[[ INPUT DATA open ]]
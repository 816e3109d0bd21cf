//! RouterOS API 的最小线协议实现
//!
//! 只覆盖本系统用到的部分：长度前缀的 word 编码、sentence 读写、
//! 6.43+ 的明文登录，以及 `!re` / `!done` / `!trap` 应答解析。
//! 不是通用协议栈。

use crate::error::{BackupError, Result};
use std::collections::HashMap;
use tokio::io::{AsyncRead, AsyncReadExt, AsyncWrite, AsyncWriteExt};

/// word 长度的变长编码（RouterOS API framing）
pub fn encode_length(len: u32) -> Vec<u8> {
    match len {
        0..=0x7F => vec![len as u8],
        0x80..=0x3FFF => {
            let v = len | 0x8000;
            vec![(v >> 8) as u8, v as u8]
        }
        0x4000..=0x1F_FFFF => {
            let v = len | 0xC0_0000;
            vec![(v >> 16) as u8, (v >> 8) as u8, v as u8]
        }
        0x20_0000..=0x0FFF_FFFF => {
            let v = len | 0xE000_0000;
            vec![(v >> 24) as u8, (v >> 16) as u8, (v >> 8) as u8, v as u8]
        }
        _ => vec![
            0xF0,
            (len >> 24) as u8,
            (len >> 16) as u8,
            (len >> 8) as u8,
            len as u8,
        ],
    }
}

/// 读取一个变长编码的 word 长度
pub async fn read_length<R: AsyncRead + Unpin>(reader: &mut R) -> Result<u32> {
    let b0 = reader.read_u8().await? as u32;
    if b0 & 0x80 == 0 {
        return Ok(b0);
    }
    if b0 & 0xC0 == 0x80 {
        let b1 = reader.read_u8().await? as u32;
        return Ok(((b0 & !0x80) << 8) | b1);
    }
    if b0 & 0xE0 == 0xC0 {
        let b1 = reader.read_u8().await? as u32;
        let b2 = reader.read_u8().await? as u32;
        return Ok(((b0 & !0xC0) << 16) | (b1 << 8) | b2);
    }
    if b0 & 0xF0 == 0xE0 {
        let b1 = reader.read_u8().await? as u32;
        let b2 = reader.read_u8().await? as u32;
        let b3 = reader.read_u8().await? as u32;
        return Ok(((b0 & !0xE0) << 24) | (b1 << 16) | (b2 << 8) | b3);
    }
    // 0xF0 前缀：后随 4 字节大端长度
    let mut buf = [0u8; 4];
    reader.read_exact(&mut buf).await?;
    Ok(u32::from_be_bytes(buf))
}

/// 写出一个 sentence：若干 word 加一个空 word 结尾
pub async fn write_sentence<W: AsyncWrite + Unpin>(writer: &mut W, words: &[String]) -> Result<()> {
    for word in words {
        let bytes = word.as_bytes();
        writer.write_all(&encode_length(bytes.len() as u32)).await?;
        writer.write_all(bytes).await?;
    }
    writer.write_all(&encode_length(0)).await?;
    writer.flush().await?;
    Ok(())
}

/// 读入一个完整 sentence，直到空 word
pub async fn read_sentence<R: AsyncRead + Unpin>(reader: &mut R) -> Result<Vec<String>> {
    let mut words = Vec::new();
    loop {
        let len = read_length(reader).await?;
        if len == 0 {
            return Ok(words);
        }
        let mut buf = vec![0u8; len as usize];
        reader.read_exact(&mut buf).await?;
        words.push(String::from_utf8_lossy(&buf).into_owned());
    }
}

/// 一条命令的应答：`!re` 行的属性集合
pub type Reply = Vec<HashMap<String, String>>;

/// 解析 `=key=value` 形式的属性 word
fn parse_attribute(word: &str) -> Option<(String, String)> {
    let rest = word.strip_prefix('=')?;
    let (key, value) = rest.split_once('=')?;
    Some((key.to_string(), value.to_string()))
}

/// 发送一条命令并收取应答，直到 `!done`
///
/// `!trap` / `!fatal` 转换为 Command 错误，消息取设备返回的 `message` 属性
pub async fn run_command<S: AsyncRead + AsyncWrite + Unpin>(
    stream: &mut S,
    words: &[String],
) -> Result<Reply> {
    write_sentence(stream, words).await?;

    let mut rows = Vec::new();
    let mut trap: Option<String> = None;
    loop {
        let sentence = read_sentence(stream).await?;
        let Some(kind) = sentence.first() else {
            continue;
        };
        match kind.as_str() {
            "!re" => {
                let row: HashMap<String, String> = sentence[1..]
                    .iter()
                    .filter_map(|w| parse_attribute(w))
                    .collect();
                rows.push(row);
            }
            "!trap" => {
                let message = sentence[1..]
                    .iter()
                    .filter_map(|w| parse_attribute(w))
                    .find(|(k, _)| k == "message")
                    .map(|(_, v)| v)
                    .unwrap_or_else(|| "unknown error".to_string());
                trap = Some(message);
            }
            "!fatal" => {
                let message = sentence.get(1).cloned().unwrap_or_default();
                return Err(BackupError::Connection(format!("设备断开连接: {message}")));
            }
            "!done" => {
                return match trap {
                    Some(message) => Err(BackupError::Command(message)),
                    None => Ok(rows),
                };
            }
            _ => {}
        }
    }
}
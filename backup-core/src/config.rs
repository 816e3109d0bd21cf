use crate::constants::gdrive;
use crate::error::Result;
use serde::{Deserialize, Serialize};
use std::fs;
use std::path::{Path, PathBuf};

/// 应用配置结构
#[derive(Debug, Serialize, Deserialize, Clone)]
pub struct AppConfig {
    pub storage: StorageConfig,
}

/// 存储路径相关配置
#[derive(Debug, Serialize, Deserialize, Clone)]
pub struct StorageConfig {
    /// 清单、设置、历史记录等 JSON 文件所在目录
    pub data_dir: String,
    /// 下载到本地的备份文件目录
    pub backup_dir: String,
    /// Google Drive 凭据目录
    pub credentials_dir: String,
}

impl Default for AppConfig {
    fn default() -> Self {
        Self {
            storage: StorageConfig {
                data_dir: "data".to_string(),
                backup_dir: "backups".to_string(),
                credentials_dir: "credentials".to_string(),
            },
        }
    }
}

impl AppConfig {
    /// 智能查找并加载配置文件
    /// 按优先级查找：config.toml -> mikrotik-backup.toml -> .mikrotik-backup.toml
    pub fn find_and_load_config() -> Result<Self> {
        let config_files = [
            "config.toml",
            "mikrotik-backup.toml",
            ".mikrotik-backup.toml",
        ];

        for config_file in &config_files {
            if Path::new(config_file).exists() {
                tracing::info!("找到配置文件: {}", config_file);
                return Self::load_from_file(config_file);
            }
        }

        // 如果没找到配置文件，创建默认配置
        tracing::warn!("未找到配置文件，创建默认配置: config.toml");
        let default_config = Self::default();
        default_config.save_to_file("config.toml")?;
        Ok(default_config)
    }

    /// 从指定文件加载配置
    pub fn load_from_file<P: AsRef<Path>>(path: P) -> Result<Self> {
        let content = fs::read_to_string(&path)?;
        let config: AppConfig = toml::from_str(&content)?;

        Ok(config)
    }

    /// 保存配置到文件
    pub fn save_to_file<P: AsRef<Path>>(&self, path: P) -> Result<()> {
        let content = toml::to_string_pretty(self)?;
        fs::write(&path, content)?;
        Ok(())
    }

    /// 确保数据、备份、凭据目录存在
    pub fn ensure_dirs(&self) -> Result<()> {
        fs::create_dir_all(&self.storage.data_dir)?;
        fs::create_dir_all(&self.storage.backup_dir)?;
        fs::create_dir_all(&self.storage.credentials_dir)?;
        Ok(())
    }

    /// 获取本地备份目录路径
    pub fn backup_dir(&self) -> PathBuf {
        PathBuf::from(&self.storage.backup_dir)
    }

    /// 路由器清单文件路径
    pub fn routers_file(&self) -> PathBuf {
        PathBuf::from(&self.storage.data_dir).join("routers.json")
    }

    /// 设置文件路径
    pub fn settings_file(&self) -> PathBuf {
        PathBuf::from(&self.storage.data_dir).join("settings.json")
    }

    /// 备份历史记录文件路径
    pub fn log_file(&self) -> PathBuf {
        PathBuf::from(&self.storage.data_dir).join("backup_log.json")
    }

    /// Google Drive token 文件路径
    pub fn token_file(&self) -> PathBuf {
        PathBuf::from(&self.storage.credentials_dir).join(gdrive::TOKEN_FILE_NAME)
    }
}
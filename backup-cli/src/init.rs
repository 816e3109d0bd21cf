use backup_core::config::AppConfig;
use backup_core::error::Result;
use std::path::Path;
use tracing::{info, warn};

/// 运行独立的初始化流程
pub async fn run_init(force: bool) -> Result<()> {
    info!("📡 MikroTik 备份工具初始化");
    info!("==========================");

    // 检查是否已经初始化过
    if !force && Path::new("config.toml").exists() {
        warn!("⚠️  检测到已存在的配置文件");
        info!("如果您要重新初始化，请使用 --force 参数");
        info!("示例: backup-cli init --force");
        return Ok(());
    }

    info!("📋 步骤 1: 创建配置文件");
    let config = AppConfig::default();
    config.save_to_file("config.toml")?;
    info!("   ✅ 创建配置文件: config.toml");

    info!("📋 步骤 2: 创建目录结构");
    config.ensure_dirs()?;
    info!("   ✅ 创建目录结构:");
    info!(
        "      - {}/        (清单、设置与历史记录)",
        config.storage.data_dir
    );
    info!("      - {}/     (本地备份文件)", config.storage.backup_dir);
    info!(
        "      - {}/ (Google Drive 凭据)",
        config.storage.credentials_dir
    );

    // 创建空清单，等待用户填入路由器
    let routers_file = config.routers_file();
    if force || !routers_file.exists() {
        std::fs::write(&routers_file, "[]\n")?;
        info!("   ✅ 创建路由器清单: {}", routers_file.display());
    }

    info!("🎉 初始化完成！");
    info!("");
    info!("📝 接下来的步骤:");
    info!(
        "   1️⃣  编辑 {} 添加路由器（id、name、ip、username、password）",
        config.routers_file().display()
    );
    info!(
        "   2️⃣  将 Google Drive 授权文件放到 {}（或设置 GOOGLE_TOKEN 环境变量）",
        config.token_file().display()
    );
    info!("   3️⃣  运行 'backup-cli backup' 手动备份全部路由器");
    info!("   4️⃣  运行 'backup-cli run' 启动定时备份服务");

    Ok(())
}
use crate::app::CliApp;
use backup_core::error::Result;
use tracing::info;

/// 显示最近的备份历史，最新的在前
///
/// 历史列表是用户界面输出，走标准输出而不是日志
pub async fn run_history(app: &CliApp, limit: usize) -> Result<()> {
    let entries = app.service.recorder().load()?;
    if entries.is_empty() {
        info!("暂无备份历史");
        return Ok(());
    }

    let shown = entries.len().min(limit);
    println!("最近 {shown} 条备份记录（共 {} 条）:", entries.len());
    println!("{}", "-".repeat(72));

    for entry in entries.iter().rev().take(limit) {
        let status = if entry.success { "✅" } else { "❌" };
        let uploaded = entry
            .drive_files
            .as_ref()
            .map(|files| format!(" ☁️ x{}", files.len()))
            .unwrap_or_default();
        println!(
            "{} {} [{:>10}] {} - {}{}",
            status,
            entry.timestamp.format("%Y-%m-%d %H:%M:%S"),
            entry.triggered_by.as_str(),
            entry.router_name,
            entry.message,
            uploaded,
        );
    }

    Ok(())
}
// envlayer: Layered environment variable access
//
// SPDX-FileCopyrightText: 2026 Romeo Ahmed
// SPDX-License-Identifier: GPL-3.0-or-later

//! Immutable capture of an environment block.
//!
//! ```text
//! "KEY=VALUE" entries --split at first '='--> BTreeMap<String, String>
//! "=C:=C:\\"  -> skipped (empty key)
//! "NOEQUALS"  -> skipped
//! "A=b=c"     -> A => "b=c"
//!
//! Snapshot::process(): OnceLock<Arc<Snapshot>>, captured on first use
//! ```

use std::collections::BTreeMap;
use std::sync::{Arc, OnceLock};

/// A read-only set of environment variables.
///
/// Names are stored as given; case folding is applied by the
/// [`Environment`](super::container::Environment) that reads it.
#[derive(Debug, Clone, Default, PartialEq, Eq)]
pub struct Snapshot {
    vars: BTreeMap<String, String>,
}

/// Splits a `KEY=VALUE` entry at the first `=`.
///
/// Returns `None` when there is no `=` or the key would be empty.
#[must_use]
pub fn parse_entry(entry: &str) -> Option<(&str, &str)> {
    match entry.split_once('=') {
        Some((key, value)) if !key.is_empty() => Some((key, value)),
        _ => None,
    }
}

impl Snapshot {
    #[must_use]
    pub fn empty() -> Self {
        Self::default()
    }

    /// Creates a snapshot from a map of variables.
    #[must_use]
    pub const fn from_map(vars: BTreeMap<String, String>) -> Self {
        Self { vars }
    }

    /// Builds a snapshot from raw `KEY=VALUE` entries.
    ///
    /// Malformed entries are skipped. A later entry with the same key
    /// replaces an earlier one.
    pub fn from_entries<I, S>(entries: I) -> Self
    where
        I: IntoIterator<Item = S>,
        S: AsRef<str>,
    {
        let mut vars = BTreeMap::new();
        for entry in entries {
            let entry = entry.as_ref();
            if let Some((key, value)) = parse_entry(entry) {
                vars.insert(key.to_owned(), value.to_owned());
            } else {
                tracing::debug!(entry, "skipping malformed environment entry");
            }
        }
        Self { vars }
    }

    /// Captures the current process environment.
    ///
    /// Entries whose name or value is not valid UTF-8 are skipped, as are
    /// entries with an empty name.
    #[must_use]
    pub fn capture() -> Self {
        let mut vars = BTreeMap::new();
        for (key, value) in std::env::vars_os() {
            match (key.into_string(), value.into_string()) {
                (Ok(key), Ok(value)) if !key.is_empty() => {
                    vars.insert(key, value);
                }
                (key, _) => {
                    tracing::debug!(key = ?key, "skipping non-UTF-8 or unnamed environment entry");
                }
            }
        }
        Self { vars }
    }

    /// Returns the process snapshot, capturing it on first use.
    ///
    /// Every call returns the same snapshot; later changes to the real
    /// environment are not observed.
    #[must_use]
    pub fn process() -> Arc<Self> {
        static PROCESS: OnceLock<Arc<Snapshot>> = OnceLock::new();
        PROCESS
            .get_or_init(|| {
                let snapshot = Self::capture();
                tracing::debug!(vars = snapshot.len(), "captured process environment");
                Arc::new(snapshot)
            })
            .clone()
    }

    /// Gets a variable by exact name.
    #[must_use]
    pub fn get(&self, name: &str) -> Option<&str> {
        self.vars.get(name).map(String::as_str)
    }

    #[must_use]
    pub fn contains(&self, name: &str) -> bool {
        self.vars.contains_key(name)
    }

    /// Returns an iterator over variables in name order.
    pub fn iter(&self) -> impl Iterator<Item = (&str, &str)> {
        self.vars.iter().map(|(k, v)| (k.as_str(), v.as_str()))
    }

    #[must_use]
    pub fn is_empty(&self) -> bool {
        self.vars.is_empty()
    }

    #[must_use]
    pub fn len(&self) -> usize {
        self.vars.len()
    }
}

impl<K, V> FromIterator<(K, V)> for Snapshot
where
    K: Into<String>,
    V: Into<String>,
{
    fn from_iter<T: IntoIterator<Item = (K, V)>>(iter: T) -> Self {
        Self {
            vars: iter
                .into_iter()
                .map(|(k, v)| (k.into(), v.into()))
                .collect(),
        }
    }
}
// envlayer: Layered environment variable access
//
// SPDX-FileCopyrightText: 2026 Romeo Ahmed
// SPDX-License-Identifier: GPL-3.0-or-later

//! Environment variable access.
//!
//! # Architecture
//!
//! ```text
//! Environment
//!   overrides  RwLock<BTreeMap>   set / hide / unset / *_scoped
//!   snapshot   Arc<Snapshot>      captured once, read-only
//! Sources: current_env(), Environment::empty(), Environment::from_map()
//! Ops: get / get_int / get_float / get_list / *_or / must_*
//! ```
//!
//! - **Override first**: overrides shadow the snapshot, hidden names read as missing
//! - **Never writes back**: the real process environment is left untouched
//! - **Case-insensitive on Windows** by default

pub mod container;
pub mod guard;
pub mod options;
pub mod snapshot;
pub mod types;

#[cfg(test)]
mod test_utils;

/// Layers an empty override table over the process environment.
#[must_use]
pub fn current_env() -> container::Environment {
    container::Environment::from_process()
}
// envlayer: Layered environment variable access
//
// SPDX-FileCopyrightText: 2026 Romeo Ahmed
// SPDX-License-Identifier: GPL-3.0-or-later

use bon::Builder;

use super::types::KeyCase;
use crate::parse::DEFAULT_DELIMITER;

/// Options for an [`Environment`](super::container::Environment).
#[derive(Debug, Clone, Copy, PartialEq, Eq, Builder)]
pub struct EnvOptions {
    /// Name matching mode (default: host OS convention)
    #[builder(setters(name = with_key_case), default = KeyCase::platform())]
    key_case: KeyCase,
    /// Separator for list values (default: ':')
    #[builder(setters(name = with_list_delimiter), default = DEFAULT_DELIMITER)]
    list_delimiter: char,
}

impl Default for EnvOptions {
    fn default() -> Self {
        Self::builder().build()
    }
}

impl EnvOptions {
    #[must_use]
    pub const fn key_case(&self) -> KeyCase {
        self.key_case
    }

    #[must_use]
    pub const fn list_delimiter(&self) -> char {
        self.list_delimiter
    }
}
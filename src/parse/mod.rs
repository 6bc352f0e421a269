// envlayer: Layered environment variable access
//
// SPDX-FileCopyrightText: 2026 Romeo Ahmed
// SPDX-License-Identifier: GPL-3.0-or-later

//! Value parsing for typed accessors.
//!
//! ```text
//! parse_int    [+-] 0x.. | 0o.. | 0b.. | 0.. (octal) | decimal  -> i64
//! parse_float  f64::from_str                                    -> f64
//! split_list   "a\:b:c" --(delimiter ':')--> ["a:b", "c"]
//! ```

use crate::error::ParseError;

/// Character that escapes a following list delimiter.
pub const ESCAPE: char = '\\';

/// Default list delimiter.
pub const DEFAULT_DELIMITER: char = ':';

/// Parses an integer, detecting the base from its prefix.
///
/// An optional sign is followed by `0x`/`0X` (hex), `0o`/`0O` (octal),
/// `0b`/`0B` (binary), a bare leading `0` (octal), or decimal digits.
///
/// # Errors
///
/// Returns [`ParseError::Int`] for empty or invalid digits and values outside
/// the `i64` range, and [`ParseError::Sign`] for a second sign.
pub fn parse_int(value: &str) -> Result<i64, ParseError> {
    let (negative, unsigned) = match value.as_bytes().first() {
        Some(b'-') => (true, &value[1..]),
        Some(b'+') => (false, &value[1..]),
        _ => (false, value),
    };

    let (radix, digits) = split_radix(unsigned);

    if digits.starts_with(['+', '-']) {
        return Err(ParseError::Sign {
            value: value.to_owned(),
        });
    }

    let parsed = if negative {
        i64::from_str_radix(&format!("-{digits}"), radix)
    } else {
        i64::from_str_radix(digits, radix)
    };

    parsed.map_err(|source| ParseError::Int {
        value: value.to_owned(),
        source,
    })
}

/// Splits off a base prefix, returning the radix and the remaining digits.
fn split_radix(unsigned: &str) -> (u32, &str) {
    let bytes = unsigned.as_bytes();
    match bytes {
        [b'0', b'x' | b'X', ..] => (16, &unsigned[2..]),
        [b'0', b'o' | b'O', ..] => (8, &unsigned[2..]),
        [b'0', b'b' | b'B', ..] => (2, &unsigned[2..]),
        [b'0', _, ..] => (8, &unsigned[1..]),
        _ => (10, unsigned),
    }
}

/// Parses a floating-point value.
///
/// # Errors
///
/// Returns [`ParseError::Float`] if `value` is not a valid float literal.
pub fn parse_float(value: &str) -> Result<f64, ParseError> {
    value.parse::<f64>().map_err(|source| ParseError::Float {
        value: value.to_owned(),
        source,
    })
}

/// Splits a list on unescaped `delimiter` characters.
///
/// A delimiter directly preceded by [`ESCAPE`] does not split, and the escape
/// is dropped from the segment. Other escapes are kept as written. The
/// trailing segment is always included, so `"a:"` yields `["a", ""]`. An
/// empty input yields an empty list.
#[must_use]
pub fn split_list(value: &str, delimiter: char) -> Vec<String> {
    if value.is_empty() {
        return Vec::new();
    }

    let mut items = Vec::new();
    let mut current = String::new();
    let mut chars = value.chars().peekable();

    while let Some(c) = chars.next() {
        if c == ESCAPE && chars.peek() == Some(&delimiter) {
            current.push(delimiter);
            chars.next();
        } else if c == delimiter {
            items.push(std::mem::take(&mut current));
        } else {
            current.push(c);
        }
    }
    items.push(current);

    items
}
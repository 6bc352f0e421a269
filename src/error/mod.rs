// envlayer: Layered environment variable access
//
// SPDX-FileCopyrightText: 2026 Romeo Ahmed
// SPDX-License-Identifier: GPL-3.0-or-later

//! Error handling module.
//!
//! ```text
//!            EnvError (must_* accessors)
//!                  |
//!        +---------+---------+
//!        v                   v
//!    Required            Malformed
//!    { name }     { name, kind, ParseError }
//!                            |
//!                 +----------+----------+
//!                 v          v          v
//!                Int        Sign      Float
//!           ParseIntError  (+-1)  ParseFloatError
//! ```
//!
//! Plain accessors report [`ParseError`] directly. Only the `must_*`
//! accessors produce [`EnvError`], and only [`OrAbort::or_abort`] turns one
//! into a panic.

use std::num::{ParseFloatError, ParseIntError};

use thiserror::Error;

use crate::env::types::ValueKind;

/// Convenience alias for `anyhow::Result`.
pub type Result<T> = anyhow::Result<T>;

/// Result type using [`EnvError`].
pub type EnvResult<T> = std::result::Result<T, EnvError>;

/// A variable was present but its value did not parse as the requested type.
#[derive(Debug, Clone, PartialEq, Eq, Error)]
pub enum ParseError {
    /// Integer digits were invalid or out of range.
    #[error("invalid integer {value:?}: {source}")]
    Int {
        value: String,
        #[source]
        source: ParseIntError,
    },

    /// A sign appeared after the leading position.
    #[error("invalid integer {value:?}: misplaced sign")]
    Sign { value: String },

    /// Floating-point literal was invalid.
    #[error("invalid float {value:?}: {source}")]
    Float {
        value: String,
        #[source]
        source: ParseFloatError,
    },
}

impl ParseError {
    /// The raw value that failed to parse.
    #[must_use]
    pub fn value(&self) -> &str {
        match self {
            Self::Int { value, .. } | Self::Sign { value } | Self::Float { value, .. } => value,
        }
    }
}

/// A required variable was missing or malformed.
#[derive(Debug, Clone, PartialEq, Eq, Error)]
pub enum EnvError {
    /// Variable absent from both the override table and the snapshot.
    #[error("${name} is required.")]
    Required { name: String },

    /// Variable present but unparsable as `kind`.
    #[error("${name} must be {}.", .kind.with_article())]
    Malformed {
        name: String,
        kind: ValueKind,
        #[source]
        source: ParseError,
    },
}

impl EnvError {
    pub(crate) fn required(name: &str) -> Self {
        Self::Required {
            name: name.to_owned(),
        }
    }

    pub(crate) fn malformed(name: &str, kind: ValueKind, source: ParseError) -> Self {
        Self::Malformed {
            name: name.to_owned(),
            kind,
            source,
        }
    }

    /// Name of the offending variable.
    #[must_use]
    pub fn name(&self) -> &str {
        match self {
            Self::Required { name } | Self::Malformed { name, .. } => name,
        }
    }

    /// Returns true if the variable was absent.
    #[must_use]
    pub const fn is_missing(&self) -> bool {
        matches!(self, Self::Required { .. })
    }
}

/// Abort-on-error wrapper for `must_*` results.
///
/// Callers that have no fallback for a missing or malformed variable opt in
/// to the fatal path explicitly at the call site:
///
/// ```should_panic
/// use envlayer::{Environment, OrAbort};
///
/// let env = Environment::empty();
/// let _port = env.must_get_int("PORT").or_abort();
/// ```
pub trait OrAbort<T> {
    /// Unwraps the value, or logs the error and panics with its message.
    ///
    /// # Panics
    ///
    /// Panics with `$NAME is required.` or `$NAME must be ...` on error.
    fn or_abort(self) -> T;
}

impl<T> OrAbort<T> for EnvResult<T> {
    #[track_caller]
    fn or_abort(self) -> T {
        match self {
            Ok(value) => value,
            Err(e) => {
                tracing::error!(var = e.name(), "{e}");
                panic!("{e}");
            }
        }
    }
}
// envlayer: Layered environment variable access
//
// SPDX-FileCopyrightText: 2026 Romeo Ahmed
// SPDX-License-Identifier: GPL-3.0-or-later

//! Log capture for environment tests.

use std::io::Write;
use std::sync::{Arc, Mutex, PoisonError};

use tracing::Level;
use tracing_subscriber::fmt::MakeWriter;

#[derive(Clone)]
struct BufferWriter {
    buffer: Arc<Mutex<Vec<u8>>>,
}

impl Write for BufferWriter {
    fn write(&mut self, buf: &[u8]) -> std::io::Result<usize> {
        self.buffer
            .lock()
            .map_err(|_| std::io::Error::other("buffer poisoned"))?
            .extend_from_slice(buf);
        Ok(buf.len())
    }

    fn flush(&mut self) -> std::io::Result<()> {
        Ok(())
    }
}

#[derive(Clone)]
struct BufferMakeWriter {
    buffer: Arc<Mutex<Vec<u8>>>,
}

impl<'a> MakeWriter<'a> for BufferMakeWriter {
    type Writer = BufferWriter;

    fn make_writer(&'a self) -> Self::Writer {
        BufferWriter {
            buffer: self.buffer.clone(),
        }
    }
}

/// Runs `f` on this thread while capturing tracing output up to `level`.
pub(super) fn capture_logs(level: Level, f: impl FnOnce()) -> String {
    let buffer = Arc::new(Mutex::new(Vec::new()));
    let subscriber = tracing_subscriber::fmt::Subscriber::builder()
        .with_writer(BufferMakeWriter {
            buffer: buffer.clone(),
        })
        .with_max_level(level)
        .with_ansi(false)
        .with_target(false)
        .without_time()
        .finish();

    tracing::subscriber::with_default(subscriber, f);

    let bytes = buffer.lock().unwrap_or_else(PoisonError::into_inner);
    String::from_utf8_lossy(&bytes).into_owned()
}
[[ INPUT DATA closed ]]
• TASK PROMPT:
Reproduce only the lines above spanning from the line containing "let message = sentence.get(1).cloned().unwrap_or_default();" through the line containing "清单、设置、历史记录等 JSON 文件所在目录", word for word.

• WRITTEN ANSWER:
                let message = sentence.get(1).cloned().unwrap_or_default();
                return Err(BackupError::Connection(format!("设备断开连接: {message}")));
            }
            "!done" => {
                return match trap {
                    Some(message) => Err(BackupError::Command(message)),
                    None => Ok(rows),
                };
            }
            _ => {}
        }
    }
}
filename backup-core/src/config.rs
repository 816e3109d0bd21cf
use crate::constants::gdrive;
use crate::error::Result;
use serde::{Deserialize, Serialize};
use std::fs;
use std::path::{Path, PathBuf};

/// 应用配置结构
#[derive(Debug, Serialize, Deserialize, Clone)]
pub struct AppConfig {
    pub storage: StorageConfig,
}

/// 存储路径相关配置
#[derive(Debug, Serialize, Deserialize, Clone)]
pub struct StorageConfig {
    /// 清单、设置、历史记录等 JSON 文件所在目录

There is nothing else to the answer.